The join type you need will vary per application. Some applications join all
tuples for two streams over a finite window of time, whereas other
applications expect exactly one tuple for each side of the join for each join
field. Other applications may do the join completely differently. The common
pattern among all these join types is partitioning multiple input streams in the
same way. This is easily accomplished in Storm by using a fields grouping on
the same fields for many input streams to the joiner bolt.
builder.setBolt("join", new MyJoiner(), parallelism)
.fieldsGrouping("1", new Fields("joinfield1", "joinfield2"))
.fieldsGrouping("2", new Fields("joinfield1", "joinfield2"))
.fieldsGrouping("3", new Fields("joinfield1", "joinfield2"));
Batching
Oftentimes for efficiency reasons or otherwise, you want to process a group of
tuples in batch rather than individually. For example, you may want to batch
updates to a database or do a streaming aggregation of some sort.
If you want reliability in your data processing, the right way to do this is to
hold on to tuples in an instance variable while the bolt waits to do the
batching. Once you do the batch operation, you then ack all the tuples you
were holding onto.
If the bolt emits tuples, then you may want to use multi-anchoring to ensure
reliability.
BasicBolt
Many bolts follow a similar pattern of reading an input tuple, emitting zero or
more tuples based on that input tuple, and then acking that input tuple
immediately at the end of the execute method. Bolts that match this pattern
are things like functions and filters. This is such a common pattern that Storm
exposes an interface called IBasicBolt that automates this pattern for you. See
Guaranteeing message processing for more information.
In-memory caching + fields grouping combo
It's common to keep caches in-memory in Storm bolts. Caching becomes particularly powerful when
you combine it with a fields grouping. For example, suppose you have a bolt that expands short
URLs (like bit.ly, t.co, etc.) into long URLs. You can increase performance by keeping an LRU cache of
short URL to long URL expansions to avoid doing the same HTTP requests over and over. Suppose
component "urls" emits short URLS, and component "expand" expands short URLs into long URLs
and keeps a cache internally. Consider the difference between the two following snippets of code:
builder.setBolt("expand", new ExpandUrl(), parallelism)
.shuffleGrouping(1);
builder.setBolt("expand", new ExpandUrl(), parallelism)
.fieldsGrouping("urls", new Fields("url"));
The second approach will have vastly more effective caches, since the same URL will always go to the
same task. This avoids having duplication across any of the caches in the tasks and makes it much
more likely that a short URL will hit the cache.
Streaming top N
A common continuous computation done on Storm is a "streaming top N" of some sort. Suppose you have a bolt that emits
tuples of the form ["value", "count"] and you want a bolt that emits the top N tuples based on count. The simplest way to do this
is to have a bolt that does a global grouping on the stream and maintains a list in memory of the top N items.
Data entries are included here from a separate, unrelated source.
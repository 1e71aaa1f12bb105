//! Inbound response classification

use crate::adapters::transport::ReceivedPayload;
use crate::domain::{message_types, ArchiveErrorReport, ArchiveReceipt};

/// One payload entry of an inbound message, parsed by the message type
#[derive(Debug, Clone)]
pub enum DeserializedPayload {
    Receipt {
        filename: String,
        content: String,
        receipt: ArchiveReceipt,
    },
    Error {
        filename: String,
        content: String,
        report: ArchiveErrorReport,
    },
    /// Unparsable, or of a type we do not read
    Unknown { filename: String, content: String },
}

impl DeserializedPayload {
    /// An error report, or a receipt where part of the record failed
    pub fn is_error(&self) -> bool {
        match self {
            DeserializedPayload::Error { .. } => true,
            DeserializedPayload::Receipt { receipt, .. } => receipt.has_sub_error(),
            DeserializedPayload::Unknown { .. } => false,
        }
    }

    pub fn filename(&self) -> &str {
        match self {
            DeserializedPayload::Receipt { filename, .. }
            | DeserializedPayload::Error { filename, .. }
            | DeserializedPayload::Unknown { filename, .. } => filename,
        }
    }

    pub fn content(&self) -> &str {
        match self {
            DeserializedPayload::Receipt { content, .. }
            | DeserializedPayload::Error { content, .. }
            | DeserializedPayload::Unknown { content, .. } => content,
        }
    }

    /// Short error description for operator notifications
    pub fn error_description(&self) -> Option<String> {
        match self {
            DeserializedPayload::Error { report, .. } => Some(
                report
                    .message
                    .clone()
                    .unwrap_or_else(|| "Archive reported an error without a message".to_string()),
            ),
            DeserializedPayload::Receipt { receipt, .. } => receipt
                .case_file_error
                .clone()
                .or_else(|| receipt.journal_entry_error.clone()),
            DeserializedPayload::Unknown { .. } => None,
        }
    }
}

/// Parses payload entries according to the message type
///
/// Entries that fail to parse are logged and kept as
/// [`DeserializedPayload::Unknown`].
pub fn deserialize_payloads(
    message_type: &str,
    payloads: Vec<ReceivedPayload>,
) -> Vec<DeserializedPayload> {
    payloads
        .into_iter()
        .map(|payload| deserialize_payload(message_type, payload))
        .collect()
}

fn deserialize_payload(message_type: &str, payload: ReceivedPayload) -> DeserializedPayload {
    let filename = payload.filename;
    let content = String::from_utf8_lossy(&payload.content).into_owned();

    if message_type == message_types::CREATE_ARCHIVE_RECORD_RECEIPT {
        match ArchiveReceipt::from_xml(&content) {
            Ok(receipt) => {
                return DeserializedPayload::Receipt {
                    filename,
                    content,
                    receipt,
                }
            }
            Err(e) => {
                tracing::error!(filename = %filename, error = %e, "Failed to parse archive receipt");
            }
        }
    } else if message_types::is_error_type(message_type) {
        match ArchiveErrorReport::from_xml(&content) {
            Ok(report) => {
                return DeserializedPayload::Error {
                    filename,
                    content,
                    report,
                }
            }
            Err(e) => {
                tracing::error!(filename = %filename, error = %e, "Failed to parse archive error report");
            }
        }
    }

    DeserializedPayload::Unknown { filename, content }
}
This approach obviously doesn't scale to large streams since the entire stream has to go through one task. A better way to do
the computation is to do many top N's in parallel across partitions of the stream, and then merge those top N's together to get
the global top N. The pattern looks like this:
builder.setBolt("rank", new RankObjects(), parallelism)
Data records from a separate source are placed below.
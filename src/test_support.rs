//! Shared fixtures and in-memory fakes for unit tests

use crate::adapters::notify::{OperatorNotification, OperatorNotifier};
use crate::adapters::platform::{
    InstanceClient, NewDataElement, OrgDetails, OrgRegistry, Party, PartyRegistry,
};
use crate::adapters::transport::{
    encode_correlation_id, MessageContent, MessageResponder, MessageSink, ReceivedMessage,
    ReceivedPayload, TransportConnection, TransportFactory,
};
use crate::config::ArchivelinkConfig;
use crate::domain::{
    message_lifetime, message_types, ApplicationMetadata, ArchiveError, DataElement, DocumentRole,
    Instance, InstanceIdentifier, MessagePayload, MessageRequest, PlatformError, ProcessTask,
    Result, SentMessage, TransportError,
};
use async_trait::async_trait;
use serde_json::json;
use std::collections::HashMap;
use std::io;
use std::sync::atomic::{AtomicBool, AtomicUsize, Ordering};
use std::sync::{Arc, Mutex};
use tracing_subscriber::fmt::MakeWriter;
use uuid::Uuid;

pub const SAMPLE_CONFIG_TOML: &str = r#"
environment = "development"

[application]
org = "ttd"
app = "my-app"
app_base_url = "https://ttd.apps.altinn.no/ttd/my-app"

[transport]
base_url = "https://api.fiks.ks.no"
account_id = "00000000-0000-0000-0000-000000000001"
integration_id = "00000000-0000-0000-0000-000000000002"
integration_password = "secret"

[archive.recipient]
account = { value = "00000000-0000-0000-0000-000000000003" }
identifier = { value = "KOMMUNE" }
name = { value = "Kommunen" }

[archive.documents]
primary = { data_type = "model" }
attachments = [{ data_type = "attachment" }]

[archive.receipt]
confirmation_record = { data_type = "archive-receipt" }
archive_record = { data_type = "archive-record" }

[archive.auto_send]
after_task_id = "Task_2"
success_handling = { move_to_next_task = true, mark_instance_complete = true }
error_handling = { move_to_next_task = true, action = "reject" }

[logging]
local_enabled = false
"#;

pub const INSTANCE_GUID: &str = "a4f1c8a4-2d6b-4e0b-8d4b-2b1f2a6f0c11";

pub const MODEL_ELEMENT_ID: Uuid = Uuid::from_u128(0x100);
const ATTACHMENT_ELEMENT_ID: Uuid = Uuid::from_u128(0x101);
const SECOND_ATTACHMENT_ELEMENT_ID: Uuid = Uuid::from_u128(0x102);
.fieldsGrouping("objects", new Fields("value"));
builder.setBolt("merge", new MergeObjects())
.globalGrouping("rank");
This pattern works because of the fields grouping done by the first bolt which gives the partitioning you need for this to be
semantically correct. You can see an example of this pattern in storm-starter here.
Streaming top N (Contd)
If however you have a known skew in the data being processed it can be advantageous to use partialKeyGrouping instead of
fieldsGrouping. This will distribute the load for each key between two downstream bolts instead of a single one.
builder.setBolt("count", new CountObjects(), parallelism)
.partialKeyGrouping("objects", new Fields("value"));
builder.setBolt("rank" new AggregateCountsAndRank(), parallelism)
.fieldsGrouping("count", new Fields("key"))
builder.setBolt("merge", new MergeRanksObjects())
.globalGrouping("rank");
The topology needs an extra layer of processing to aggregate the partial counts from the upstream bolts but this only processes
aggregated values now so the bolt it is not subject to the load caused by the skewed data. You can see an example of this
pattern in storm-starter here.
TimeCacheMap
You sometimes want to keep a cache in memory of items that have been
recently "active" and have items that have been inactive for some time be
automatically expires. TimeCacheMap is an efficient data structure for doing
this and provides hooks so you can insert callbacks whenever an item is
expired.
CoordinatedBolt and KeyedFairBolt for Distributed RPC
When building distributed RPC applications on top of Storm, there are two
common patterns that are usually needed. These are encapsulated by
CoordinatedBolt and KeyedFairBolt which are part of the "standard library"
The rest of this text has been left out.